- Exercise instructions -
Where in the records does the word "made" occur? Copy each line in which it does.

(Beginning of Task material)

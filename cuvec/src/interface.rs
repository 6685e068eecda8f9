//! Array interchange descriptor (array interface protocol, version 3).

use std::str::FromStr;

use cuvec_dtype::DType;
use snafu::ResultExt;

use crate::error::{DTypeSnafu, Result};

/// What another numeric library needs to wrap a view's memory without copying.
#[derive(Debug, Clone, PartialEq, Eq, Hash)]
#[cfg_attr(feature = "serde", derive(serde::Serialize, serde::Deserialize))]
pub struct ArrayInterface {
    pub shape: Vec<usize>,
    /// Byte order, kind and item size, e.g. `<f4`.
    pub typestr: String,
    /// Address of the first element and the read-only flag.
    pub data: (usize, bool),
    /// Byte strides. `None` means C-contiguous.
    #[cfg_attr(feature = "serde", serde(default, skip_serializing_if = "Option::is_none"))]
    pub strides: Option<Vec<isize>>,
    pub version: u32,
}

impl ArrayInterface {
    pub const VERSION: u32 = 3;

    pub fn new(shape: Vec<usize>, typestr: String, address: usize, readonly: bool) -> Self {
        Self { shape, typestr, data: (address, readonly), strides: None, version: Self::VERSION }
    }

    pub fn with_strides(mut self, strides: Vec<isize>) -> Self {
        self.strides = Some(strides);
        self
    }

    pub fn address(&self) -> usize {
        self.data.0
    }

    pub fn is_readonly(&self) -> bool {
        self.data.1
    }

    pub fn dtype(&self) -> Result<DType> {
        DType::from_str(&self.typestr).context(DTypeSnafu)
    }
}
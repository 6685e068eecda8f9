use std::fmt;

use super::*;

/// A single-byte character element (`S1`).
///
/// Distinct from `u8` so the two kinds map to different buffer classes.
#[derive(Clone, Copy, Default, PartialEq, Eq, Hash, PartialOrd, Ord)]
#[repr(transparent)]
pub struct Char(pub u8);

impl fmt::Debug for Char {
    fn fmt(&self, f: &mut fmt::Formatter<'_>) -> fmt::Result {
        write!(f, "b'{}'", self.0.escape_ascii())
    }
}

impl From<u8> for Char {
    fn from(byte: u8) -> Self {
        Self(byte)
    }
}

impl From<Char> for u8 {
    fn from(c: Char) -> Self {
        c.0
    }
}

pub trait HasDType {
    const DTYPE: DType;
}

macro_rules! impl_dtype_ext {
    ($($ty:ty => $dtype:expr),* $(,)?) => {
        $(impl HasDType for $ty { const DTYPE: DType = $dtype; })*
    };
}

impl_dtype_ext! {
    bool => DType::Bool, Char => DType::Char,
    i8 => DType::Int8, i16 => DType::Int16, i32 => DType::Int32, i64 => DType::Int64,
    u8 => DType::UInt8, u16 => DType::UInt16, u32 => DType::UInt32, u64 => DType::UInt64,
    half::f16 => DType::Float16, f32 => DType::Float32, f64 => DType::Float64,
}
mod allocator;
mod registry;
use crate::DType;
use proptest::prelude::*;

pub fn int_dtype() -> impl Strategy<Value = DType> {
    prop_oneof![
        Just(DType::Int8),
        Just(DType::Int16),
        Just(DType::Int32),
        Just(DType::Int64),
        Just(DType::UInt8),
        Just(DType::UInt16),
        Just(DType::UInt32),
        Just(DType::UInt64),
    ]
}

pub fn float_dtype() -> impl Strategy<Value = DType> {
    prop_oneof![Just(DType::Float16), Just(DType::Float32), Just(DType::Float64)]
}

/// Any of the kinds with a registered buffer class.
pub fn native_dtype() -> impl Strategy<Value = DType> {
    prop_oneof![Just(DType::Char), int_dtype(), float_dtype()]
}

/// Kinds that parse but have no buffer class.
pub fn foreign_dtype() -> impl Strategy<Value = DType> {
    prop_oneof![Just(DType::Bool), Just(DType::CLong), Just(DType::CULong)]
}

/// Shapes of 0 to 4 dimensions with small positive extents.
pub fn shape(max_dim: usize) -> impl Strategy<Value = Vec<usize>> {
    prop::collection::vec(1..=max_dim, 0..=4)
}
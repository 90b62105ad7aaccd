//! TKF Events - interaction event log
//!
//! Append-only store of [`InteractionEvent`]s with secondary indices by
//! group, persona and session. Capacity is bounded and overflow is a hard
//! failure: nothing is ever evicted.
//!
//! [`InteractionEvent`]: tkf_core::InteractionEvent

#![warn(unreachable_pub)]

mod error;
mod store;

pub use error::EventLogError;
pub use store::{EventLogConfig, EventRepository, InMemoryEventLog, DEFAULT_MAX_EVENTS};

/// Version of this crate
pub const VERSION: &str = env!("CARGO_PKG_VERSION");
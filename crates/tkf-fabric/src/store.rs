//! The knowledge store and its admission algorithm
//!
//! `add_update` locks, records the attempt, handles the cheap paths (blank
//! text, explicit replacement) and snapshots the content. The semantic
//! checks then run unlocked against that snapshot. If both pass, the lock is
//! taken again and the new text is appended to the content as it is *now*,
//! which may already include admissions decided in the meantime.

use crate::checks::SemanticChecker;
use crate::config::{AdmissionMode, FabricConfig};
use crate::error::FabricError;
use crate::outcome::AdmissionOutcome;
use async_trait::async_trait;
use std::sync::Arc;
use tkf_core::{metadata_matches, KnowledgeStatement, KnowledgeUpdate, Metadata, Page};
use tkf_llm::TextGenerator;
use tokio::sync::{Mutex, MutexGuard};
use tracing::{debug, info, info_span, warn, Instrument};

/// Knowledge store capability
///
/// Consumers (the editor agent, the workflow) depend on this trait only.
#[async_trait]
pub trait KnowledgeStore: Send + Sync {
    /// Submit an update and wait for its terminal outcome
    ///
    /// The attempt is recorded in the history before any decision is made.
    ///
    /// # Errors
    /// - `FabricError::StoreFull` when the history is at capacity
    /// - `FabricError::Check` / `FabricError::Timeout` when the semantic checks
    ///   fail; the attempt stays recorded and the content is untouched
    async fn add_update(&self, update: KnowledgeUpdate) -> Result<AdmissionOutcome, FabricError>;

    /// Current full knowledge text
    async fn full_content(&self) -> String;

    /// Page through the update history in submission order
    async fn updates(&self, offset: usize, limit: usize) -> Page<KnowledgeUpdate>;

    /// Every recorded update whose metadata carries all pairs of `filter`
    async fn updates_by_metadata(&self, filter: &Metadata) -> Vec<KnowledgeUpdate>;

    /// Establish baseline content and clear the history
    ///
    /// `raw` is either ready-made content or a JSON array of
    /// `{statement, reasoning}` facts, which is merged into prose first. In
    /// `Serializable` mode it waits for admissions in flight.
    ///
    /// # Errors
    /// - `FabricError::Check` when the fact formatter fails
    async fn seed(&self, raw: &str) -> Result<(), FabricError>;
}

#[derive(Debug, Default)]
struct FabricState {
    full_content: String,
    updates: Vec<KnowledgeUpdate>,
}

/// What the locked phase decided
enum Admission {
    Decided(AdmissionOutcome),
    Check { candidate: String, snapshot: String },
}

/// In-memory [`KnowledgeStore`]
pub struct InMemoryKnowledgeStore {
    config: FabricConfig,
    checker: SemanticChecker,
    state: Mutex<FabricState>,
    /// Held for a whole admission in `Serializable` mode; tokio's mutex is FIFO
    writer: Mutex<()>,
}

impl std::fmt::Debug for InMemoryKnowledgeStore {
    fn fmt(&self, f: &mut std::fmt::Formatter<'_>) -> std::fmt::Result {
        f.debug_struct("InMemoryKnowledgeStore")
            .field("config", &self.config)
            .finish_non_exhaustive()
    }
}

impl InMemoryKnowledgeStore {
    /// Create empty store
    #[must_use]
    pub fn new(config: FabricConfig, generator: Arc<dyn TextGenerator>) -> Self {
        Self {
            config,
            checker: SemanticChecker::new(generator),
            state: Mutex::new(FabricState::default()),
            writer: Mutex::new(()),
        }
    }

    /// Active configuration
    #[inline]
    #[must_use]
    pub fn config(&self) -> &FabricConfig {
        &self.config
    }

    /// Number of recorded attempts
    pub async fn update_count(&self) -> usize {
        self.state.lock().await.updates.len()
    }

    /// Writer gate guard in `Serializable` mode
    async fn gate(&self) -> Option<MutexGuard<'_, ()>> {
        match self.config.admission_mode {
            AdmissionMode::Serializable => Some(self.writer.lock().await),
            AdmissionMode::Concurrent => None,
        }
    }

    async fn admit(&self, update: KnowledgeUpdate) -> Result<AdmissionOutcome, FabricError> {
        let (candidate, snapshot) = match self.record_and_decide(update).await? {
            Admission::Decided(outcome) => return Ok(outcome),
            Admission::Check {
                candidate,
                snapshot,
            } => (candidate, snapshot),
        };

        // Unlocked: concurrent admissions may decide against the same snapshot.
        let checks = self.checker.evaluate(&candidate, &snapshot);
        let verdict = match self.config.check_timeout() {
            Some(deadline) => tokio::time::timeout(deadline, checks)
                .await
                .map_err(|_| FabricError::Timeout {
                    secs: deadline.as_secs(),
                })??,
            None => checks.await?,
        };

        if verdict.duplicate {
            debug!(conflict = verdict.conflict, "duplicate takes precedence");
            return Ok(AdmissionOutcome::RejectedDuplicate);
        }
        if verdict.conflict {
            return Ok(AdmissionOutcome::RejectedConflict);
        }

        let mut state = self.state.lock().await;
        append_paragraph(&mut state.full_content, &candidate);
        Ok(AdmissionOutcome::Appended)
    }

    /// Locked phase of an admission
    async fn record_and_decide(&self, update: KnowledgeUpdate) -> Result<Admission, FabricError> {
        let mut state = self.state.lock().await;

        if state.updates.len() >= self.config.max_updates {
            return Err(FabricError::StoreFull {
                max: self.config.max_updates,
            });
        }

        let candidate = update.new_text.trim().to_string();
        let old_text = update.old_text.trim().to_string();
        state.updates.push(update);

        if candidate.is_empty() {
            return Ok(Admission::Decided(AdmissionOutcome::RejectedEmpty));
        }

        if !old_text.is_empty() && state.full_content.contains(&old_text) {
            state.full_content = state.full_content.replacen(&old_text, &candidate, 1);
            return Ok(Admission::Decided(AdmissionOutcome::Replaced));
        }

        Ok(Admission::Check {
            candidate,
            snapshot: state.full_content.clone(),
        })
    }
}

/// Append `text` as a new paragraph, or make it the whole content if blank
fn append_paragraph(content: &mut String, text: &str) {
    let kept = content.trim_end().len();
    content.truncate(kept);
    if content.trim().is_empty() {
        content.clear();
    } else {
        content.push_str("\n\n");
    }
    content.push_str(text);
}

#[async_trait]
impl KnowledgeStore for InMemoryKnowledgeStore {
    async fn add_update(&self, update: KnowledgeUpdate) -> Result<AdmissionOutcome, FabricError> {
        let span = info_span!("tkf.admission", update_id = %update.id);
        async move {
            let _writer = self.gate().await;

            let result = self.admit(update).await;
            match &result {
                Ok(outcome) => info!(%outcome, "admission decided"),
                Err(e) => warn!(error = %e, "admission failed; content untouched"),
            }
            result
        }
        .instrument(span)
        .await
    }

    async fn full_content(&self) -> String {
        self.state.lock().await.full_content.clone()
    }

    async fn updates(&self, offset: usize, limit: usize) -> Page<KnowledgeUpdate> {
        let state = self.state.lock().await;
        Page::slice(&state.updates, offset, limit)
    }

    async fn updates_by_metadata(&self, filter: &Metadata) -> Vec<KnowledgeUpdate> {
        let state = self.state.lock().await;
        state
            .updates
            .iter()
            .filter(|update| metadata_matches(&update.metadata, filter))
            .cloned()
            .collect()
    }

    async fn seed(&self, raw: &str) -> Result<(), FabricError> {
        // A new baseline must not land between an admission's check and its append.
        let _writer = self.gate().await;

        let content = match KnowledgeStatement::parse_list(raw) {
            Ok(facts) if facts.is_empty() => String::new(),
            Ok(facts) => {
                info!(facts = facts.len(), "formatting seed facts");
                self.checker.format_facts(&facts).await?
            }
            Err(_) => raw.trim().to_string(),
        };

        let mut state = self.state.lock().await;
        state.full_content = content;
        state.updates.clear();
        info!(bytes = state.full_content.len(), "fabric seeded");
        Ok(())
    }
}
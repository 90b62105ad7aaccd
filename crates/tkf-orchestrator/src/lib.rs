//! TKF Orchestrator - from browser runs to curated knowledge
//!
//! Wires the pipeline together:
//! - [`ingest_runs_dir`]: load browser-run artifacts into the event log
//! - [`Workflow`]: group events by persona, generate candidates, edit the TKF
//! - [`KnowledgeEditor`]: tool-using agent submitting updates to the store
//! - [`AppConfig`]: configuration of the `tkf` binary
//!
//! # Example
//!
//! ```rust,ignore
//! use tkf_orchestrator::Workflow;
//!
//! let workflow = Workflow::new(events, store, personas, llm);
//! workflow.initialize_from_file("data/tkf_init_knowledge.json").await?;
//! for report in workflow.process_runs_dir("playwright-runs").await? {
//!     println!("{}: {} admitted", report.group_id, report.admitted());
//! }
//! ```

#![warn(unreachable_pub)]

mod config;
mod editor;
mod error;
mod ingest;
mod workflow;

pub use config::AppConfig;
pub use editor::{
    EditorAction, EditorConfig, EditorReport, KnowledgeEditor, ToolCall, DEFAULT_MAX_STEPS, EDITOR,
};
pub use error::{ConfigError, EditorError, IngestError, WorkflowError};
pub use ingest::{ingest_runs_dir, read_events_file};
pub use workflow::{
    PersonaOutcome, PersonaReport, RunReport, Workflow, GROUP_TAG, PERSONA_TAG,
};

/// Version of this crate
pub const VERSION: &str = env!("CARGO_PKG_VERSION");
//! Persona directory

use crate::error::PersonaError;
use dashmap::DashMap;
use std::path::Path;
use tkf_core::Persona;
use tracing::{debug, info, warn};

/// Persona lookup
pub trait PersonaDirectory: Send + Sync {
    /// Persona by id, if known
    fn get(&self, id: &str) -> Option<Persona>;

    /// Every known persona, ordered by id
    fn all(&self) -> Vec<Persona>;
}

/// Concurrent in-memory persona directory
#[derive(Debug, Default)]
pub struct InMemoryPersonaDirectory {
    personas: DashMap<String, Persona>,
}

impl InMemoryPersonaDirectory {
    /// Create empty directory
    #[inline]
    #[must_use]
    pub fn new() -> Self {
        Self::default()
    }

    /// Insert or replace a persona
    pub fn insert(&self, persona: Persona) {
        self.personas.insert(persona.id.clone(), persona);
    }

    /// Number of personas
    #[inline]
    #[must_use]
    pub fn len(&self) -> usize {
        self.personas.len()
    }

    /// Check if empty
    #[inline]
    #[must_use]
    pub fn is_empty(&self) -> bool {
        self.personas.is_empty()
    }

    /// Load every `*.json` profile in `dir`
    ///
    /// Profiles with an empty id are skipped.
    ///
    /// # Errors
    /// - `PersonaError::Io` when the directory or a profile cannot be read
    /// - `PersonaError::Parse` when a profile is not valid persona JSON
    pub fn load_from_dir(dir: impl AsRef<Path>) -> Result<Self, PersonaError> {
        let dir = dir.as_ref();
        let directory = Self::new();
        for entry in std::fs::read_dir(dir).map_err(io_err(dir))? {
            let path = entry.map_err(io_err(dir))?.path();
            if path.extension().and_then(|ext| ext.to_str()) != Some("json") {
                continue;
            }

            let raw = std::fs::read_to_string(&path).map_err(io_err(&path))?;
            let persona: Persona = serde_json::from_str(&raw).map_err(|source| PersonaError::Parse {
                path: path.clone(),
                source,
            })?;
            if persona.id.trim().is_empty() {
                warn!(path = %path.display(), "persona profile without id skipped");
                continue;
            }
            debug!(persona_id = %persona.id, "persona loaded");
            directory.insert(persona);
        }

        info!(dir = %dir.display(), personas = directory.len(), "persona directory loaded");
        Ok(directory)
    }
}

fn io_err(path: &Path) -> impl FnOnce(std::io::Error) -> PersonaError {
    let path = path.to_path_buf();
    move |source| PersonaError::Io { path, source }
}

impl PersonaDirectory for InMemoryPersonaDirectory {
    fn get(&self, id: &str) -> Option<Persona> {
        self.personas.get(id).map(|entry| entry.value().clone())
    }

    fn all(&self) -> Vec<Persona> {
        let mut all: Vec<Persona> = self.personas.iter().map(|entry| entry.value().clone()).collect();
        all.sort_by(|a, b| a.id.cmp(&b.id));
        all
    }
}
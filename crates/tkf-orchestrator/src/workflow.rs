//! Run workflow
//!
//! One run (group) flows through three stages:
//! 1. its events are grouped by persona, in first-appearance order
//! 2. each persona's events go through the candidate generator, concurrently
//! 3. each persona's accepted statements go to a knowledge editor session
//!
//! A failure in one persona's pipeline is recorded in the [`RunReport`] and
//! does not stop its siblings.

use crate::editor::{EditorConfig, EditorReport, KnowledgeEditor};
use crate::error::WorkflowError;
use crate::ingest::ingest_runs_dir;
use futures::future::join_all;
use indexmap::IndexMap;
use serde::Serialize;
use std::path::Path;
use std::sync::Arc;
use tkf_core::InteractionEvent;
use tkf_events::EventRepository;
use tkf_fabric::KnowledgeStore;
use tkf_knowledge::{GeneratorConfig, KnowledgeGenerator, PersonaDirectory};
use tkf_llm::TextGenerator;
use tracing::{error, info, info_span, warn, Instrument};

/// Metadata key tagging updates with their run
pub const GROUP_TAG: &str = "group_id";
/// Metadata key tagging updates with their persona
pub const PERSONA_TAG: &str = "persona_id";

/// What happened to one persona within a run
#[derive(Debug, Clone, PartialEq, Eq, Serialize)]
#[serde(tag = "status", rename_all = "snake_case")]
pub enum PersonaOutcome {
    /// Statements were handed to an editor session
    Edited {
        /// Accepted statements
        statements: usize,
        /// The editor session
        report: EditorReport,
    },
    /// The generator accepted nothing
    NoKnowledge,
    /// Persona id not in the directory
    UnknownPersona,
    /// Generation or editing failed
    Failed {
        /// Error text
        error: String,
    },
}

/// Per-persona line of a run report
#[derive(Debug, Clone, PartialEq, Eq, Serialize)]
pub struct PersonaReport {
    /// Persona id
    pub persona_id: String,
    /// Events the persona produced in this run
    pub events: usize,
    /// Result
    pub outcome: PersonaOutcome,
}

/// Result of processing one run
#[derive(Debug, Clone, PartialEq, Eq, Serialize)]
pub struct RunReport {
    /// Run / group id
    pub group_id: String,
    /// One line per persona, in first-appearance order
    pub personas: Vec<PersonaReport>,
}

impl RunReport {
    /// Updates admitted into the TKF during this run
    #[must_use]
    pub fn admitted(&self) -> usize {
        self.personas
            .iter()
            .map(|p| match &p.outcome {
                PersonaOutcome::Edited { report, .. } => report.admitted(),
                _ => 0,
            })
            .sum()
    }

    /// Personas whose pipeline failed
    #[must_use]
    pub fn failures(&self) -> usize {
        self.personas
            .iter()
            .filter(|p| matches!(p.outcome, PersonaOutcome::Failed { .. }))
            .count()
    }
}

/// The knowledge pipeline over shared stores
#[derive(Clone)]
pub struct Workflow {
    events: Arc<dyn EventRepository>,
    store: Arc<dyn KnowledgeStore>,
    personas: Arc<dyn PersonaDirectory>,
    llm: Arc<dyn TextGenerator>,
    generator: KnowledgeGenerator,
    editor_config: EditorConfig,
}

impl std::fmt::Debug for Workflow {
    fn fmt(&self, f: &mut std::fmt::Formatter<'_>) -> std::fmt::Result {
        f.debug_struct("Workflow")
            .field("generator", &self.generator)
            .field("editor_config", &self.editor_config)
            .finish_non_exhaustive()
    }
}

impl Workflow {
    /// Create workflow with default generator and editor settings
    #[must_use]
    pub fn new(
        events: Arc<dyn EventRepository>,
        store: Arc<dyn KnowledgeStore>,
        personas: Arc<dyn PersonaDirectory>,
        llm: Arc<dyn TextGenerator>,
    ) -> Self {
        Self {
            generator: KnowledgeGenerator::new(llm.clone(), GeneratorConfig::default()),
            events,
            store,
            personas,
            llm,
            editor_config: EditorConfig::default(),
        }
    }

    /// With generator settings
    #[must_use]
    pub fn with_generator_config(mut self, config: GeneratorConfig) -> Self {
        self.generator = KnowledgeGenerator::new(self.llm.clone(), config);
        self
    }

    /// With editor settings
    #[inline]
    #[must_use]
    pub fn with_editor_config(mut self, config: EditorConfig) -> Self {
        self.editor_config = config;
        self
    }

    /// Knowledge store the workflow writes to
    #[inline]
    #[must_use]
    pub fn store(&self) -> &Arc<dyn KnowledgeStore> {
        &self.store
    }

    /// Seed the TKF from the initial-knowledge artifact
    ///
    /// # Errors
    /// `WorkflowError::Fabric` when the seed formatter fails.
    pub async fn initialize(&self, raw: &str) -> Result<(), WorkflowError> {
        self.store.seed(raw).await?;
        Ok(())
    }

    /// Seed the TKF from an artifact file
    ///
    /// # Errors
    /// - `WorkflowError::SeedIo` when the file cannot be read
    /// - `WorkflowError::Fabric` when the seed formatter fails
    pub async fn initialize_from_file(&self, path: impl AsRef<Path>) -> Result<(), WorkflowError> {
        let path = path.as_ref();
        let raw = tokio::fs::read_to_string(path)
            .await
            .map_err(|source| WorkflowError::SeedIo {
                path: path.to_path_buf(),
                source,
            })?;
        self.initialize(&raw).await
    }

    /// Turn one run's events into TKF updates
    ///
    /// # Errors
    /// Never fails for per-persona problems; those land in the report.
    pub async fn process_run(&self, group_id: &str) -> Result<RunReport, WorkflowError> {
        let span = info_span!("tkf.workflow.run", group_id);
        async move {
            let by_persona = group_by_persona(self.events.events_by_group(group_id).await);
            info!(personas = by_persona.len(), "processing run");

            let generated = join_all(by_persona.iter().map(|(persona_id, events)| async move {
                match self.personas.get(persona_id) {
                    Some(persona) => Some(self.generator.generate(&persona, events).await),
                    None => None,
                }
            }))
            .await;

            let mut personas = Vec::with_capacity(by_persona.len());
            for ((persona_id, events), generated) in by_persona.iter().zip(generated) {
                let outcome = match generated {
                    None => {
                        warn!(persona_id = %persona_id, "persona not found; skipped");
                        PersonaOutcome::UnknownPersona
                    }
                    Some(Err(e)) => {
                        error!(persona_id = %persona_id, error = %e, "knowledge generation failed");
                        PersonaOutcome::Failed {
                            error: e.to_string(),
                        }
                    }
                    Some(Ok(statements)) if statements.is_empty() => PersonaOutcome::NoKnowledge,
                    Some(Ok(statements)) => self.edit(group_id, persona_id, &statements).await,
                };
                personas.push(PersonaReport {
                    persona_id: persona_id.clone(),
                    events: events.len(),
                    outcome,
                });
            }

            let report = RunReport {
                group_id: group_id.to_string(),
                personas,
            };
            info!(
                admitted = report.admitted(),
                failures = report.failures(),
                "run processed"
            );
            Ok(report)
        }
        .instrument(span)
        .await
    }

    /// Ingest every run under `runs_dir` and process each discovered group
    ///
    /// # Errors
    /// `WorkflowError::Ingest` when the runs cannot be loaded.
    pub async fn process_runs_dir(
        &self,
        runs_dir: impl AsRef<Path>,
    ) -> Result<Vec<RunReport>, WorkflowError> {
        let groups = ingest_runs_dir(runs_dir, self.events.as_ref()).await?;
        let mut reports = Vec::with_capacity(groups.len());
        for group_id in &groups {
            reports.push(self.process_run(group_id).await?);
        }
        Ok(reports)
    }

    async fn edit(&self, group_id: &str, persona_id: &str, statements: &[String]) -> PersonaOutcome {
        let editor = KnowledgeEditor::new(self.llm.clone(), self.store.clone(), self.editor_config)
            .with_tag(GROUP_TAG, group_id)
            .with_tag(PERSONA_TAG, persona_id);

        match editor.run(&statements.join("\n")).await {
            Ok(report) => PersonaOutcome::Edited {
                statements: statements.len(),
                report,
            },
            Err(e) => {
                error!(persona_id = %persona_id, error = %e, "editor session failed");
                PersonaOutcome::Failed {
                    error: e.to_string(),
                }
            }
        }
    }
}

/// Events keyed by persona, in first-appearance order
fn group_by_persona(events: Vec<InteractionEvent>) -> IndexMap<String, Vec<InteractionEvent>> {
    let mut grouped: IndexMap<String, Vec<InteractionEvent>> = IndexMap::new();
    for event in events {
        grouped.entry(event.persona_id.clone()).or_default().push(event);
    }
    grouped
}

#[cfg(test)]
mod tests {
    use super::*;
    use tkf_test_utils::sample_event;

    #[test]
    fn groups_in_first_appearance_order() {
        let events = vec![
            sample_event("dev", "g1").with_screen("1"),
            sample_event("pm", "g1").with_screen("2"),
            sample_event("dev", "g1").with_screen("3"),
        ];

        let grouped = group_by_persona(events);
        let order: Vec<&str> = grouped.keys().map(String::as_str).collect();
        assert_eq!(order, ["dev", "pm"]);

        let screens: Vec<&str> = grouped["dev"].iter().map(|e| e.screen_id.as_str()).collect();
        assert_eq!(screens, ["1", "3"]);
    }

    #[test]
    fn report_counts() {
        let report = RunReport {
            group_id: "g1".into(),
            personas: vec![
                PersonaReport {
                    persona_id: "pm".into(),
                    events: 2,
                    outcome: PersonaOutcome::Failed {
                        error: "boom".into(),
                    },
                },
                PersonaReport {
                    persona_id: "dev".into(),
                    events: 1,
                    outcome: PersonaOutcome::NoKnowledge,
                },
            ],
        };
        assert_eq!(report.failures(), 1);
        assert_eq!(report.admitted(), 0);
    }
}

(End of Task material)

- Solution for this exercise -
    /// The attempt is recorded in the history before any decision is made.
    /// `raw` is either ready-made content or a JSON array of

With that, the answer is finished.